[Task description] Write out each line of the material again, word for word.

┄┄┄┄┄┄

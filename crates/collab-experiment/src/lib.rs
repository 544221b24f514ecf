//! Collab Experiment: the harness around the collaborative design kernel.
//!
//! This crate turns kernel tasks into runnable experiments:
//! - Sessions and rounds generated from JSON plans and persisted as JSON
//! - Replay of experiment server logs into task action histories
//! - A random-walk baseline policy for synthetic runs
//! - Per-task reports of counts, distances and errors

pub mod behavior;
pub mod postprocess;
pub mod results;
pub mod session;

pub use behavior::{RandomWalk, RandomWalkConfig, WalkOutcome};
pub use postprocess::{LogEvent, PostProcessor, ReplayStats, replay};
pub use results::{TaskReport, render_table, session_report};
pub use session::{Round, RoundKey, RoundPlan, Session, SessionPlan};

┄┄┄┄┄┄

[The completed task]
filename crates/collab-experiment/src/lib.rs
repository 544221b24f514ecf
//! Collab Experiment: the harness around the collaborative design kernel.
//!
//! This crate turns kernel tasks into runnable experiments:
//! - Sessions and rounds generated from JSON plans and persisted as JSON
//! - Replay of experiment server logs into task action histories
//! - A random-walk baseline policy for synthetic runs
//! - Per-task reports of counts, distances and errors

pub mod behavior;
pub mod postprocess;
pub mod results;
pub mod session;

pub use behavior::{RandomWalk, RandomWalkConfig, WalkOutcome};
pub use postprocess::{LogEvent, PostProcessor, ReplayStats, replay};
pub use results::{TaskReport, render_table, session_report};
pub use session::{Round, RoundKey, RoundPlan, Session, SessionPlan};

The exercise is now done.